Is this a C99 thing? I've never seen a function-like macro defined this
way (with types) and my compiler won't accept it.

Maybe you meant to type:
#define SWAP_FLOAT(__x, __y ) \

do { \
float __temp; \
__temp = __x; \
__x = __y; \
__y = __temp; \
} while (0)

And why are you using the undercores in the identifier names? They seem
to me to be completely unnecessary. Couldn't you just do it like this:

#define SWAP_FLOAT(x, y ) \
do { \
float temp; \
temp = x; \
x = y; \
y = temp; \
} while (0)


--Mac

 

[Artie Gold]

Is this a C99 thing? I've never seen a function-like macro defined this
way (with types) and my compiler won't accept it.

And your compiler is correct!

Maybe you meant to type:
#define SWAP_FLOAT(__x, __y ) \




And why are you using the undercores in the identifier names? They seem
to me to be completely unnecessary. Couldn't you just do it like this:

Well, it was a misguided attempt at avoiding inadvertent variable
capture. Identifiers starting with an underscore are reserved for the
implementation.

#define SWAP_FLOAT(x, y ) \
do { \
float temp; \
temp = x; \
x = y; \
y = temp; \
} while (0)

Consider, however, what happens if you have the following code:

void nonsensical() {
float temp = 3.0;
float other = 4.0;
printf("before swap, temp = %f, other = %f", temp, other);
SWAP_FLOAT(temp, other);
printf("after swap, temp = %f, other = %f", temp, other);
}

Macros can be useful -- but (particularly if they declare variables) can
bite you in the^H^H^H^H^H^H^H^H^H^H^H^H^H^H^Hcause problems.

HTH,
--ag

 

[Old Wolf]

Consider, however, what happens if you have the following code:

void nonsensical() {
float temp = 3.0;
float other = 4.0;
printf("before swap, temp = %f, other = %f", temp, other);
SWAP_FLOAT(temp, other);
printf("after swap, temp = %f, other = %f", temp, other);
}

The problem is that 'temp' in the macro clashes with 'temp' in
the parameter. So how about this:

#define SWAP_FLOAT(x, y) \
do { \
float x##y; \
x##y = x; \
x = y; \
y = x##y; \
} while (0)

No possibility of clashes now (even if 'x' and 'y' are #defined
to something else already, I think)

 

[Peter Nilsson]

...
The problem is that 'temp' in the macro clashes with 'temp' in
the parameter. So how about this:

#define SWAP_FLOAT(x, y) \
do { \
float x##y; \
x##y = x; \
x = y; \
y = x##y; \
} while (0)

SWAP_FLOAT(er, rno);
SWAP_FLOAT(x, *y);

 

[Old Wolf]

SWAP_FLOAT(er, rno);

No problem, local errno takes precedence over global errno.

SWAP_FLOAT(x, *y);

Ah, serious problem.I guess that takes us back to the
pick-something-weird-and-wacky option.

 

[Peter Nilsson]

No problem, local errno takes precedence over global errno.
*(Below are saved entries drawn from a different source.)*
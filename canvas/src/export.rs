//! Output exporter: re-renders the picture list into a file.
//!
//! DESIGN
//! ======
//! Every output is produced by replaying the finalized pictures onto a fresh
//! surface, never by copying the on-screen buffer, so exports are device
//! independent. The output kind is resolved from the explicit format name or
//! the filename extension:
//!
//! - `svg` → [`SvgSurface`] at canvas size
//! - `ps` → [`PostScriptSurface`] on a US Letter page
//! - `gif` → PNG, with the filename extension rewritten to `.png`
//! - anything the compiled `image` encoders can write → [`RasterSurface`]
//!
//! Export failures are resource errors: the dispatcher logs them and keeps
//! running.

#[cfg(test)]
#[path = "export_test.rs"]
mod export_test;

use std::path::{Path, PathBuf};

use image::{DynamicImage, ImageFormat, RgbaImage};
use tiny_skia::Pixmap;
use tracing::{debug, info};

use crate::attrs::Color;
use crate::consts::{LETTER_HEIGHT_IN, LETTER_WIDTH_IN, POSTSCRIPT_DPI};
use crate::fonts::FontBook;
use crate::picture::Picture;
use crate::postscript::{PageSize, PostScriptSurface};
use crate::raster::RasterSurface;
use crate::render::{StatusSink, Surface, paint};
use crate::svg::SvgSurface;
use crate::view::{Affine, Point};

// =============================================================================
// ERRORS
// =============================================================================

#[derive(Debug, thiserror::Error)]
pub enum ExportError {
    #[error("unsupported output format: {0:?}")]
    UnsupportedFormat(String),
    #[error("cannot write {path}: {source}")]
    Io {
        path: PathBuf,
        #[source]
        source: std::io::Error,
    },
    #[error("cannot encode {path}: {source}")]
    Encode {
        path: PathBuf,
        #[source]
        source: image::ImageError,
    },
    #[error("cannot allocate output surface: {0}")]
    Surface(String),
}

impl frames::ErrorCode for ExportError {
    fn error_code(&self) -> &'static str {
        match self {
            Self::UnsupportedFormat(_) => "E_UNSUPPORTED_FORMAT",
            Self::Io { .. } => "E_IO",
            Self::Encode { .. } => "E_ENCODE",
            Self::Surface(_) => "E_SURFACE",
        }
    }

    fn is_fatal(&self) -> bool {
        false
    }
}

// =============================================================================
// REQUEST AND TARGET
// =============================================================================

/// A `save` command.
#[derive(Debug, Clone, PartialEq)]
pub struct SaveRequest {
    pub filename: String,
    /// Explicit format name; the filename extension is used when absent.
    pub format: Option<String>,
    /// Leave the background unpainted instead of using the clear colour.
    pub transparent: bool,
}

#[derive(Debug, Clone, Copy, PartialEq, Eq)]
pub enum OutputKind {
    Raster(ImageFormat),
    Svg,
    PostScript,
}

/// Where and how a save request is written.
#[derive(Debug, Clone, PartialEq)]
pub struct Target {
    pub path: PathBuf,
    pub kind: OutputKind,
}

/// Resolve the output kind and final path of `request`.
///
/// # Errors
///
/// `UnsupportedFormat` when no format can be determined, for `pdf`, and for
/// raster formats the compiled encoders cannot write.
pub fn resolve_target(request: &SaveRequest) -> Result<Target, ExportError> {
    let mut path = PathBuf::from(&request.filename);
    let name = match &request.format {
        Some(format) => format.to_ascii_lowercase(),
        None => path
            .extension()
            .and_then(|ext| ext.to_str())
            .map(str::to_ascii_lowercase)
            .unwrap_or_default(),
    };
    let kind = match name.as_str() {
        "" => return Err(ExportError::UnsupportedFormat(name)),
        "gif" => {
            path.set_extension("png");
            OutputKind::Raster(ImageFormat::Png)
        }
        "svg" => OutputKind::Svg,
        "ps" => OutputKind::PostScript,
        _ => match ImageFormat::from_extension(&name) {
            Some(format) if format.writing_enabled() && raster_supported(format) => OutputKind::Raster(format),
            _ => return Err(ExportError::UnsupportedFormat(name)),
        },
    };
    Ok(Target { path, kind })
}

fn raster_supported(format: ImageFormat) -> bool {
    matches!(
        format,
        ImageFormat::Png | ImageFormat::Jpeg | ImageFormat::Bmp | ImageFormat::Tiff | ImageFormat::Pnm
    )
}

fn keeps_alpha(format: ImageFormat) -> bool {
    matches!(format, ImageFormat::Png | ImageFormat::Bmp | ImageFormat::Tiff)
}

// =============================================================================
// PAGE LAYOUT
// =============================================================================

/// Print page selection, adjustable through [`ExportHost::tune_page`].
#[derive(Debug, Clone, Copy, PartialEq)]
pub struct PageSetup {
    /// Portrait paper size in points.
    pub paper: PageSize,
    pub landscape: bool,
}

impl PageSetup {
    /// US Letter, landscape when the canvas is wider than tall.
    #[must_use]
    pub fn letter_for(width: u32, height: u32) -> Self {
        Self {
            paper: PageSize { width: LETTER_WIDTH_IN * POSTSCRIPT_DPI, height: LETTER_HEIGHT_IN * POSTSCRIPT_DPI },
            landscape: width > height,
        }
    }

    /// Page size in points, oriented.
    #[must_use]
    pub fn page(&self) -> PageSize {
        if self.landscape {
            PageSize { width: self.paper.height, height: self.paper.width }
        } else {
            self.paper
        }
    }
}

/// Fit of the canvas onto a page.
#[derive(Debug, Clone, Copy, PartialEq)]
pub struct PageFit {
    /// Offset of the centred canvas, in page units.
    pub left: f64,
    pub top: f64,
    /// Physical enlargement of the canvas, multiplied by the canvas scale.
    pub factor: f64,
}

/// Centre the canvas's physical size on a page.
///
/// The page is `page_width` × `page_height` units at `page_res` units per
/// inch; the canvas is `width` × `height` pixels at `dpi` pixels per inch on
/// both axes. The canvas is enlarged to fill the page while keeping its
/// aspect ratio, then the enlargement is multiplied by `scale`.
#[must_use]
pub fn fit_to_page(
    page_width: f64,
    page_height: f64,
    page_res: f64,
    width: u32,
    height: u32,
    dpi: f64,
    scale: f64,
) -> PageFit {
    let (page_w_in, page_h_in) = (page_width / page_res, page_height / page_res);
    let (canvas_w_in, canvas_h_in) = (f64::from(width) / dpi, f64::from(height) / dpi);
    let factor = (page_w_in / canvas_w_in).min(page_h_in / canvas_h_in);
    PageFit {
        left: 0.5 * page_res * (page_w_in - factor * canvas_w_in),
        top: 0.5 * page_res * (page_h_in - factor * canvas_h_in),
        factor: factor * scale,
    }
}

// =============================================================================
// EXPORT
// =============================================================================

/// Everything the exporter needs to know about the current scene.
#[derive(Debug, Clone, Copy)]
pub struct Scene<'a> {
    pub pictures: &'a [Picture],
    pub width: u32,
    pub height: u32,
    pub scale: f64,
    pub clear_color: Color,
    pub dpi: (f64, f64),
}

/// Host services used while exporting.
pub trait ExportHost: StatusSink {
    /// Let the user adjust the print page. Returns `false` when cancelled.
    fn tune_page(&mut self, _page: &mut PageSetup) -> bool {
        true
    }
}

/// Write `scene` as described by `request`.
///
/// Returns the path written, or `None` when an interactive page setup was
/// cancelled.
///
/// # Errors
///
/// Any [`ExportError`]; nothing is written on error.
pub fn export(
    scene: &Scene<'_>,
    request: &SaveRequest,
    interactive: bool,
    fonts: &FontBook,
    host: &mut dyn ExportHost,
) -> Result<Option<PathBuf>, ExportError> {
    let target = resolve_target(request)?;
    debug!(path = %target.path.display(), kind = ?target.kind, "resolved export target");
    match target.kind {
        OutputKind::Raster(format) => write_raster(scene, request.transparent, fonts, host, &target.path, format)?,
        OutputKind::Svg => write_svg(scene, request.transparent, host, &target.path)?,
        OutputKind::PostScript => {
            let mut setup = PageSetup::letter_for(scene.width, scene.height);
            if interactive && !host.tune_page(&mut setup) {
                info!(path = %target.path.display(), "print export cancelled");
                return Ok(None);
            }
            write_postscript(scene, request.transparent, setup.page(), host, &target.path)?;
        }
    }
    info!(path = %target.path.display(), pictures = scene.pictures.len(), "exported scene");
    Ok(Some(target.path))
}

fn background(scene: &Scene<'_>, transparent: bool) -> Option<Color> {
    (!transparent).then_some(scene.clear_color)
}

/// Render the scene into a new pixmap at canvas size.
///
/// # Errors
///
/// `Surface` when the pixmap cannot be allocated.
pub fn render_pixmap(
    scene: &Scene<'_>,
    transparent: bool,
    fonts: &FontBook,
    status: &mut dyn StatusSink,
) -> Result<Pixmap, ExportError> {
    let mut pixmap = Pixmap::new(scene.width, scene.height)
        .ok_or_else(|| ExportError::Surface(format!("{}x{} pixmap", scene.width, scene.height)))?;
    let mut surface = RasterSurface::new(&mut pixmap, fonts);
    surface.fill(background(scene, transparent).unwrap_or(Color::TRANSPARENT_WHITE));
    paint(&mut surface, scene.pictures, 0, 0.0, 0.0, scene.scale, "Saving", status);
    Ok(pixmap)
}

/// Convert premultiplied pixmap data into a straight-alpha image.
///
/// # Errors
///
/// `Surface` when the pixel buffer does not match the pixmap size.
pub fn to_image(pixmap: &Pixmap) -> Result<RgbaImage, ExportError> {
    let mut raw = Vec::with_capacity(pixmap.pixels().len() * 4);
    for pixel in pixmap.pixels() {
        let color = pixel.demultiply();
        raw.extend_from_slice(&[color.red(), color.green(), color.blue(), color.alpha()]);
    }
    RgbaImage::from_raw(pixmap.width(), pixmap.height(), raw)
        .ok_or_else(|| ExportError::Surface("pixel buffer size mismatch".to_owned()))
}

fn write_raster(
    scene: &Scene<'_>,
    transparent: bool,
    fonts: &FontBook,
    host: &mut dyn ExportHost,
    path: &Path,
    format: ImageFormat,
) -> Result<(), ExportError> {
    let pixmap = render_pixmap(scene, transparent, fonts, host)?;
    let image = to_image(&pixmap)?;
    let encoded = if keeps_alpha(format) {
        image.save_with_format(path, format)
    } else {
        DynamicImage::ImageRgba8(image).to_rgb8().save_with_format(path, format)
    };
    encoded.map_err(|source| ExportError::Encode { path: path.to_path_buf(), source })
}

fn write_svg(scene: &Scene<'_>, transparent: bool, host: &mut dyn ExportHost, path: &Path) -> Result<(), ExportError> {
    let mut surface = SvgSurface::new(scene.width, scene.height);
    if let Some(color) = background(scene, transparent) {
        surface.fill(color);
    }
    paint(&mut surface, scene.pictures, 0, 0.0, 0.0, scene.scale, "Saving", host);
    write_text(path, &surface.finish())
}

fn write_postscript(
    scene: &Scene<'_>,
    transparent: bool,
    page: PageSize,
    host: &mut dyn ExportHost,
    path: &Path,
) -> Result<(), ExportError> {
    let placement = print_placement(scene, page);
    let mut surface = PostScriptSurface::new(page);
    if let Some(color) = background(scene, transparent) {
        surface.fill(color);
    }
    paint(&mut surface, scene.pictures, 0, placement.tx, placement.ty, placement.sx, "Saving", host);
    write_text(path, &surface.finish())
}

/// Map from picture pixels to page points.
///
/// Placement is uniform, so the horizontal resolution converts pixels to
/// inches on both axes when fitting the page.
pub(crate) fn print_placement(scene: &Scene<'_>, page: PageSize) -> Affine {
    let dpi = scene.dpi.0;
    let fit = fit_to_page(page.width, page.height, POSTSCRIPT_DPI, scene.width, scene.height, dpi, scene.scale);
    let points_per_pixel = fit.factor * POSTSCRIPT_DPI / dpi;
    Affine::placement(Point::new(fit.left / points_per_pixel, fit.top / points_per_pixel), points_per_pixel)
}

fn write_text(path: &Path, text: &str) -> Result<(), ExportError> {
    std::fs::write(path, text).map_err(|source| ExportError::Io { path: path.to_path_buf(), source })
}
You don't seem to realise that, if <errno.h> is included,
errno is a _macro_ "...which expands to a modifiable lvalue
that has type int". [7.5p2] It needn't expand to the name of
a 'global'.

Ah, serious problem.I guess that takes us back to the
pick-something-weird-and-wacky option.

Or to 'inline' under C99, if such an implementation is available.